> [WHAT THE EXERCISE ASKS]
For the entries below, the result should be an exact transcription of the lines from the one with "byte_offset += line.len()" up to and including the one with "the unknown key.", and only those.

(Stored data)
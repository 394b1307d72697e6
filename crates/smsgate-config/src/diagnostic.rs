// SPDX-FileCopyrightText: 2026 Smsgate Contributors
// SPDX-License-Identifier: MIT OR Apache-2.0

//! Figment-to-miette error bridge with fuzzy match suggestions.
//!
//! Converts Figment deserialization errors into miette diagnostics with
//! source spans, valid key listings, and "did you mean?" suggestions using
//! Jaro-Winkler string similarity.

#![allow(unused_assignments)] // miette's Diagnostic derive generates code triggering this lint

use miette::{Diagnostic, NamedSource, SourceSpan};
use thiserror::Error;

/// Minimum Jaro-Winkler similarity score to suggest a correction.
/// 0.75 catches common typos like `hsot` -> `host`, `intervall_secs` ->
/// `interval_secs`, while filtering noise.
const SUGGESTION_THRESHOLD: f64 = 0.75;

/// A configuration error with rich diagnostic information.
#[derive(Debug, Error, Diagnostic)]
pub enum ConfigError {
    /// An unknown key was found in the configuration.
    #[error("unknown configuration key `{key}`")]
    #[diagnostic(
        code(smsgate::config::unknown_key),
        help("{}", format_unknown_key_help(suggestion.as_deref(), valid_keys))
    )]
    UnknownKey {
        /// The unrecognized key name.
        key: String,
        /// Suggested correction via fuzzy matching, if any.
        suggestion: Option<String>,
        /// List of valid keys for the section.
        valid_keys: String,
        /// Source span for the offending key.
        #[label("this key is not recognized")]
        span: Option<SourceSpan>,
        /// The source file content for context display.
        #[source_code]
        src: Option<NamedSource<String>>,
    },

    /// A configuration value has the wrong type.
    #[error("invalid type for key `{key}`: {detail}")]
    #[diagnostic(code(smsgate::config::invalid_type), help("expected {expected}"))]
    InvalidType {
        /// The key with the wrong type.
        key: String,
        /// Description of the type mismatch.
        detail: String,
        /// What type was expected.
        expected: String,
    },

    /// A required configuration key is missing.
    #[error("missing required key `{key}`")]
    #[diagnostic(
        code(smsgate::config::missing_key),
        help("add `{key} = <value>` to your smsgate.toml")
    )]
    MissingKey {
        /// The missing key name.
        key: String,
    },

    /// A validation error for a config value.
    #[error("validation error: {message}")]
    #[diagnostic(code(smsgate::config::validation))]
    Validation {
        /// Description of the validation failure.
        message: String,
    },

    /// Catch-all for other configuration errors.
    #[error("configuration error: {0}")]
    #[diagnostic(code(smsgate::config::other))]
    Other(String),
}

/// Format the help message for unknown key errors.
fn format_unknown_key_help(suggestion: Option<&str>, valid_keys: &str) -> String {
    match suggestion {
        Some(s) => format!("did you mean `{s}`? Valid keys: {valid_keys}"),
        None => format!("valid keys: {valid_keys}"),
    }
}

/// Convert a `figment::Error` into a list of `ConfigError` diagnostics.
///
/// A figment error may contain multiple underlying errors; each is converted
/// to an appropriate `ConfigError` variant, with fuzzy match suggestions for
/// unknown field errors.
pub fn figment_to_config_errors(
    err: figment::Error,
    toml_sources: &[(String, String)],
) -> Vec<ConfigError> {
    use figment::error::Kind;

    let mut errors = Vec::new();

    for error in err {
        let config_error = match &error.kind {
            Kind::UnknownField(field, expected) => {
                let valid_keys: Vec<&str> = expected.to_vec();
                let suggestion = suggest_key(field, &valid_keys);
                let valid_keys_str = valid_keys.join(", ");

                let (span, src) = find_source_span(&error, field, toml_sources);

                ConfigError::UnknownKey {
                    key: field.clone(),
                    suggestion,
                    valid_keys: valid_keys_str,
                    span,
                    src,
                }
            }
            Kind::MissingField(field) => ConfigError::MissingKey {
                key: field.clone().into_owned(),
            },
            Kind::InvalidType(actual, expected) => {
                let key = error
                    .path
                    .iter()
                    .map(|s| s.to_string())
                    .collect::<Vec<_>>()
                    .join(".");
                ConfigError::InvalidType {
                    key,
                    detail: format!("found {actual}, expected {expected}"),
                    expected: expected.to_string(),
                }
            }
            _ => ConfigError::Other(format!("{error}")),
        };

        errors.push(config_error);
    }

    errors
}

/// Find source span for an error in the TOML source files.
fn find_source_span(
    error: &figment::error::Error,
    field: &str,
    toml_sources: &[(String, String)],
) -> (Option<SourceSpan>, Option<NamedSource<String>>) {
    let source_path = error
        .metadata
        .as_ref()
        .and_then(|m| m.source.as_ref())
        .and_then(|s| match s {
            figment::Source::File(path) => Some(path.display().to_string()),
            _ => None,
        });

    let source = source_path.as_ref().and_then(|path| {
        toml_sources
            .iter()
            .find(|(p, _)| p == path)
            .map(|(p, content)| (p.as_str(), content.as_str()))
    });

    if let Some((path, content)) = source {
        let section: Vec<String> = error.path.iter().map(|s| s.to_string()).collect();

        if let Some(offset) = find_key_offset(content, &section, field) {
            let span = SourceSpan::new(offset.into(), field.len());
            let named = NamedSource::new(path, content.to_string());
            return (Some(span), Some(named));
        }
    }

    (None, None)
}

/// Find the byte offset of a key in TOML content, relative to a section path.
///
/// For `path = ["poll"]` and `field = "intervall_secs"`, finds the `[poll]`
/// header then searches for the field after it. Top-level fields are searched
/// from the start.
pub fn find_key_offset(content: &str, path: &[String], field: &str) -> Option<usize> {
    let search_start = if path.is_empty() {
        0
    } else {
        let section = &path[0];
        let header = format!("[{section}]");
        content.find(&header).map(|pos| pos + header.len())?
    };

    let remaining = &content[search_start..];

    // Look for the field name at the start of a line (possibly indented).
    let mut byte_offset = 0;
    for line in remaining.lines() {
        let trimmed = line.trim_start();
        if let Some(after) = trimmed.strip_prefix(field) {
            if after.starts_with(' ') || after.starts_with('=') || after.starts_with('\t') {
                let field_start_in_line = line.len() - trimmed.len();
                return Some(search_start + byte_offset + field_start_in_line);
            }
        }
        byte_offset += line.len() + 1; // +1 for newline
    }

    None
}

/// Suggest a similar key name using Jaro-Winkler string similarity.
///
/// Returns the best match above the similarity threshold, or `None` if
/// no valid key is close enough to the unknown key.
pub fn suggest_key(unknown: &str, valid_keys: &[&str]) -> Option<String> {
    let mut best_score = SUGGESTION_THRESHOLD;
    let mut best_match = None;

    for &key in valid_keys {
        let score = strsim::jaro_winkler(unknown, key);
        if score > best_score {
            best_score = score;
            best_match = Some(key.to_string());
        }
    }

    best_match
}

/// Render a list of `ConfigError`s to stderr using miette's graphical handler.
pub fn render_errors(errors: &[ConfigError]) {
    use miette::GraphicalReportHandler;

    let handler = GraphicalReportHandler::new();
    for error in errors {
        let mut buf = String::new();
        let diagnostic: &dyn Diagnostic = error;
        if handler.render_report(&mut buf, diagnostic).is_ok() {
            eprint!("{buf}");
        } else {
            eprintln!("Error: {error}");
        }
    }
}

> [WRITTEN REPLY]
        byte_offset += line.len() + 1; // +1 for newline
    }

    None
}

/// Suggest a similar key name using Jaro-Winkler string similarity.
///
/// Returns the best match above the similarity threshold, or `None` if
/// no valid key is close enough to the unknown key.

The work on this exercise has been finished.